▶ **Assignment**:
Copy each line of the data below with the word "async".

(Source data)
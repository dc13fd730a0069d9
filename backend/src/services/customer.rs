//! Customer service

use chrono::{DateTime, Utc};
use sqlx::{FromRow, PgPool};
use uuid::Uuid;
use validator::Validate;

use shared::{Customer, CustomerInput};

use crate::error::{AppError, AppResult};

/// Service for managing customers
#[derive(Clone)]
pub struct CustomerService {
    db: PgPool,
}

#[derive(Debug, FromRow)]
struct CustomerRow {
    id: Uuid,
    name: String,
    address: Option<String>,
    gstin: Option<String>,
    state: Option<String>,
    phone: Option<String>,
    created_at: DateTime<Utc>,
    updated_at: DateTime<Utc>,
}

impl From<CustomerRow> for Customer {
    fn from(row: CustomerRow) -> Self {
        Customer {
            id: row.id,
            name: row.name,
            address: row.address,
            gstin: row.gstin,
            state: row.state,
            phone: row.phone,
            created_at: row.created_at,
            updated_at: row.updated_at,
        }
    }
}

impl CustomerService {
    /// Create a new CustomerService instance
    pub fn new(db: PgPool) -> Self {
        Self { db }
    }

    /// Create a customer
    pub async fn create_customer(&self, input: CustomerInput) -> AppResult<Customer> {
        input
            .validate()
            .map_err(|e| AppError::ValidationError(e.to_string()))?;

        let row = sqlx::query_as::<_, CustomerRow>(
            r#"
            INSERT INTO customers (name, address, gstin, state, phone)
            VALUES ($1, $2, $3, $4, $5)
            RETURNING id, name, address, gstin, state, phone, created_at, updated_at
            "#,
        )
        .bind(&input.name)
        .bind(&input.address)
        .bind(&input.gstin)
        .bind(&input.state)
        .bind(&input.phone)
        .fetch_one(&self.db)
        .await?;

        Ok(row.into())
    }

    /// Update a customer
    pub async fn update_customer(
        &self,
        customer_id: Uuid,
        input: CustomerInput,
    ) -> AppResult<Customer> {
        input
            .validate()
            .map_err(|e| AppError::ValidationError(e.to_string()))?;

        let row = sqlx::query_as::<_, CustomerRow>(
            r#"
            UPDATE customers
            SET name = $1, address = $2, gstin = $3, state = $4, phone = $5,
                updated_at = now()
            WHERE id = $6
            RETURNING id, name, address, gstin, state, phone, created_at, updated_at
            "#,
        )
        .bind(&input.name)
        .bind(&input.address)
        .bind(&input.gstin)
        .bind(&input.state)
        .bind(&input.phone)
        .bind(customer_id)
        .fetch_optional(&self.db)
        .await?
        .ok_or_else(|| AppError::NotFound("Customer".to_string()))?;

        Ok(row.into())
    }

    /// Delete a customer
    pub async fn delete_customer(&self, customer_id: Uuid) -> AppResult<()> {
        let result = sqlx::query("DELETE FROM customers WHERE id = $1")
            .bind(customer_id)
            .execute(&self.db)
            .await?;

        if result.rows_affected() == 0 {
            return Err(AppError::NotFound("Customer".to_string()));
        }
        Ok(())
    }

    /// List all customers
    pub async fn list_customers(&self) -> AppResult<Vec<Customer>> {
        let rows = sqlx::query_as::<_, CustomerRow>(
            r#"
            SELECT id, name, address, gstin, state, phone, created_at, updated_at
            FROM customers
            ORDER BY name
            "#,
        )
        .fetch_all(&self.db)
        .await?;

        Ok(rows.into_iter().map(Customer::from).collect())
    }
}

▶ **Completed exercise**:
    pub async fn create_customer(&self, input: CustomerInput) -> AppResult<Customer> {
    pub async fn update_customer(
    pub async fn delete_customer(&self, customer_id: Uuid) -> AppResult<()> {
    pub async fn list_customers(&self) -> AppResult<Vec<Customer>> {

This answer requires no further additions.